The UK was humiliated at the Olympics for a long time. Then London 2012 got things moving. Australia was similar. In 1976 Australia hit a low ebb at the Montreal games. It was that disaster which the public demanded better which led to the AIS. Sydney 2000 provided another huge boost and its remains popular for sports funding to be kept at current levels.
National pride is the most base level and problematic level of pride imaginable.
 
Don't forget also that the UK quite understandably isolated specific sports which had relatively good expenditure/reward ratios, vis-à-vis targeting sports with a lot of medals available, and with relatively shallow fields of competition. Track cycling was a perfect storm for them in that respect; especially since the fall of the Berlin Wall (because Eastern Bloc nations were always strong in the vélodrome) there were not huge numbers of countries targeting track cycling with a lot of funding, because the majority of the money in cycling was - and still is - on the road, but for most Britons especially back then before the successes led to a huge increase in the attention given to the sport, the Olympic medal is a currency far more widely understood than any achievement in road cycling other than winning the Tour de France; in addition, on the track there are a lot of different disciplines paying medals, and even more helpfully, trends in the Olympic program also suited the Brits, with the changes in the program meaning more focus on events where the incremental improvements in aero and similar that came from their higher budget would have a disproportionate effect, like the Team Sprint, while races heavy on tactics and learned wisdom like the Points Race and the Madison were marginalised and endurance track was all thrown together into the omnium. This maximised the amount of races coming down to pure physio and aero where the superior tech and budget would make more of a difference, and de-emphasised the races where these advantages could be overcome by race smarts (and as has been shown with the likes of Laura Kenny, Britain still had athletes who could win in these formats anyway).

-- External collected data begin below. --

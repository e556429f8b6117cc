/// Unified error types for the remid resolver
use thiserror::Error;

/// Outcome vocabulary exposed to the resolution host.
///
/// Every public operation classifies into exactly one of these, matching the
/// statuses a name-service host expects back from a resolver backend.
#[derive(Debug, Clone, Copy, PartialEq, Eq)]
pub enum LookupStatus {
    Success,
    NotFound,
    Unavailable,
    TryAgain,
}

/// Main error type for the resolver
#[derive(Error, Debug)]
pub enum ResolveError {
    /// Configuration file could not be read or parsed at all
    #[error("configuration error: {0}")]
    Config(String),

    /// Connection, TLS, or timeout failure talking to the identity service
    #[error("transport error: {0}")]
    Transport(String),

    /// Authoritative absence: a 404 response, a range-gate denial, or an
    /// exhausted enumeration cursor. A normal outcome, not a fault.
    #[error("record not found")]
    NotFound,

    /// Malformed response payload. Always a contract violation, never
    /// conflated with not-found.
    #[error("response parse error: {0}")]
    Parse(String),

    /// Destination buffer too small; the caller should retry with more space
    #[error("record buffer too small: {needed} bytes needed, {remaining} remaining")]
    BufferTooSmall { needed: usize, remaining: usize },

    /// Response body exceeded the hard size ceiling
    #[error("response larger than {limit} bytes")]
    ResponseTooLarge { limit: usize },

    /// Shared-state mutex could not be acquired within the bounded retry
    #[error("lock contention: gave up after {attempts} attempts")]
    LockContended { attempts: u32 },
}

impl ResolveError {
    /// Classify this error into the host-facing outcome vocabulary.
    pub fn status(&self) -> LookupStatus {
        match self {
            ResolveError::NotFound => LookupStatus::NotFound,
            ResolveError::BufferTooSmall { .. } => LookupStatus::TryAgain,
            _ => LookupStatus::Unavailable,
        }
    }
}

/// Result type alias for resolver operations
pub type ResolveResult<T> = Result<T, ResolveError>;
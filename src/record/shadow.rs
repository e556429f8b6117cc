/// Shadow-style secret records
///
/// The identity service does not expose a separate shadow set; the user set
/// is re-presented through the secret-record shape. Password ageing fields
/// are not provided by the service and are reported as -1 ("no information")
/// across the board.
use super::{non_empty, Kind, ResourceKind, UserEntry, UserKind};
use crate::buffer::RecordBuffer;
use crate::config::RuntimeConfig;
use crate::error::ResolveResult;

/// Decoded shadow record; strings borrow from the caller's buffer.
#[derive(Debug)]
pub struct ShadowRecord<'a> {
    pub name: &'a str,
    pub password: &'a str,
    pub last_change: i64,
    pub min_days: i64,
    pub max_days: i64,
    pub warn_days: i64,
    pub inactive_days: i64,
    pub expire: i64,
}

pub struct ShadowKind;

impl ResourceKind for ShadowKind {
    const KIND: Kind = Kind::Shadow;
    const LIST_QUERY: &'static str = "users";
    type Entry = UserEntry;
    type Record<'a> = ShadowRecord<'a>;

    fn name_query(name: &str) -> String {
        UserKind::name_query(name)
    }

    fn entry_name(entry: &UserEntry) -> &str {
        &entry.name
    }

    fn entry_id(entry: &UserEntry) -> i64 {
        entry.id
    }

    fn materialize<'a>(
        entry: &UserEntry,
        _config: &RuntimeConfig,
        buf: &mut RecordBuffer<'a>,
    ) -> ResolveResult<ShadowRecord<'a>> {
        let name = buf.write_str(&entry.name)?;
        let password = buf.write_str(non_empty(&entry.password, "!!"))?;

        Ok(ShadowRecord {
            name,
            password,
            last_change: -1,
            min_days: -1,
            max_days: -1,
            warn_days: -1,
            inactive_days: -1,
            expire: -1,
        })
    }
}

#[cfg(test)]
mod tests {
    use super::*;

    #[test]
    fn test_missing_password_locks_the_record() {
        let entry = UserEntry {
            id: 1000,
            name: "alice".to_string(),
            password: String::new(),
            group_id: 1000,
            directory: String::new(),
            shell: String::new(),
            gecos: String::new(),
        };
        let config = RuntimeConfig::default();
        let mut storage = [0u8; 64];
        let mut buf = RecordBuffer::new(&mut storage);
        let record = ShadowKind::materialize(&entry, &config, &mut buf).unwrap();

        assert_eq!(record.name, "alice");
        assert_eq!(record.password, "!!");
        assert_eq!(record.last_change, -1);
        assert_eq!(record.expire, -1);
    }

    #[test]
    fn test_service_password_is_passed_through() {
        let entry = UserEntry {
            id: 1000,
            name: "bob".to_string(),
            password: "$6$salt$hash".to_string(),
            group_id: 1000,
            directory: String::new(),
            shell: String::new(),
            gecos: String::new(),
        };
        let config = RuntimeConfig::default();
        let mut storage = [0u8; 64];
        let mut buf = RecordBuffer::new(&mut storage);
        let record = ShadowKind::materialize(&entry, &config, &mut buf).unwrap();
        assert_eq!(record.password, "$6$salt$hash");
    }
}
/// Fixed-capacity destination buffer for record materialization
///
/// The resolution host hands every lookup a single flat byte buffer and
/// expects string fields to be packed into it back to back. Capacity is
/// checked before each field write; running out of space is reported as a
/// try-again outcome so the host can retry with a larger buffer. A failed
/// write never consumes capacity and never writes past the checked bound.
use crate::error::{ResolveError, ResolveResult};

/// Bounded writer over a caller-owned byte buffer.
pub struct RecordBuffer<'a> {
    remaining: &'a mut [u8],
}

impl<'a> RecordBuffer<'a> {
    pub fn new(buf: &'a mut [u8]) -> Self {
        Self { remaining: buf }
    }

    /// Bytes still available for field writes.
    pub fn remaining(&self) -> usize {
        self.remaining.len()
    }

    /// Copy `value` plus a terminating NUL (the host calling convention) into
    /// the buffer and return the stored string.
    pub fn write_str(&mut self, value: &str) -> ResolveResult<&'a str> {
        let needed = value.len() + 1;
        if needed > self.remaining.len() {
            return Err(ResolveError::BufferTooSmall {
                needed,
                remaining: self.remaining.len(),
            });
        }
        let buf = std::mem::take(&mut self.remaining);
        let (head, rest) = buf.split_at_mut(needed);
        head[..value.len()].copy_from_slice(value.as_bytes());
        head[value.len()] = 0;
        self.remaining = rest;

        let (text, _nul) = head.split_at_mut(value.len());
        let stored = std::str::from_utf8_mut(text)
            .map_err(|e| ResolveError::Parse(format!("buffered string is not utf-8: {}", e)))?;
        Ok(&*stored)
    }
}
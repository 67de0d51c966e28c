//! Adventure agent binary - a text stand-in for the voice pipeline.
//!
//! Reads one JSON tool call per line on stdin and writes one JSON reply per
//! line on stdout. Logs go to stderr so they never mix with replies.

mod config;
mod driver;

use adventure_core::{AdventureEngine, ToolRegistry};
use std::io::{BufRead, Write};
use std::sync::Arc;
use tracing_subscriber::EnvFilter;

use crate::driver::ConversationDriver;

fn resolve_config_path() -> (String, &'static str) {
    if let Some(path) = std::env::args()
        .nth(1)
        .filter(|value| !value.trim().is_empty())
    {
        return (path, "cli-arg");
    }

    if let Ok(path) = std::env::var("ADVENTURE_CONFIG_PATH") {
        if !path.trim().is_empty() {
            return (path, "env-var");
        }
    }

    ("adventure.toml".to_string(), "default")
}

fn init_tracing(logging: &config::LoggingConfig) {
    let filter = EnvFilter::try_new(&logging.level).unwrap_or_else(|_| EnvFilter::new("info"));

    if logging.json {
        tracing_subscriber::fmt()
            .with_env_filter(filter)
            .with_writer(std::io::stderr)
            .json()
            .init();
    } else {
        tracing_subscriber::fmt()
            .with_env_filter(filter)
            .with_writer(std::io::stderr)
            .init();
    }
}

fn main() -> Result<(), Box<dyn std::error::Error>> {
    let (config_path, config_source) = resolve_config_path();
    let config = config::load_config(Some(&config_path))?;

    init_tracing(&config.logging);
    tracing::info!(
        source = config_source,
        path = %config_path,
        "resolved startup configuration path"
    );

    let catalog = config.catalog.load()?;
    tracing::info!(
        scenes = catalog.len(),
        entry = %catalog.entry(),
        "scene catalog ready"
    );

    let engine = AdventureEngine::new(Arc::new(catalog), config.engine.clone());
    let mut driver = ConversationDriver::new(ToolRegistry::new(engine));
    tracing::info!(
        tools = driver.registry().definitions().len(),
        "adventure agent listening on stdin"
    );

    let stdin = std::io::stdin();
    let mut stdout = std::io::stdout().lock();
    for line in stdin.lock().lines() {
        let line = line?;
        if line.trim().is_empty() {
            continue;
        }

        let reply = driver.handle_line(&line);
        serde_json::to_writer(&mut stdout, &reply)?;
        stdout.write_all(b"\n")?;
        stdout.flush()?;
    }

    tracing::info!(
        open_conversations = driver.conversation_count(),
        "stdin closed, shutting down"
    );
    Ok(())
}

Throw in a few healthy bits of open abuse of the system, like Philip Hindes admitting to deliberately crashing to provoke a restart because they botched their Team Sprint final, and Dave Brailsford, Shane Sutton, the blurred lines between the commercial Team Sky and the national federation's competitive arm, and all the other reasons to be cynical, of course, but track cycling was specifically targeted as a means to get Britain up the medal table precisely because it was a sport with a wider pool of medals available than it had field of competition.
Absolutely. I think attributing GB's Olympic success to doping rather than bags of cash and a McKinsey-style corporate strategy is mistaken. Of course, the jiffy bags etc. show it wasn't purely clean, as does Cracknell openly admitting he would cheat to win. That said, it was still funding, infrastructure, and strategy as the central part.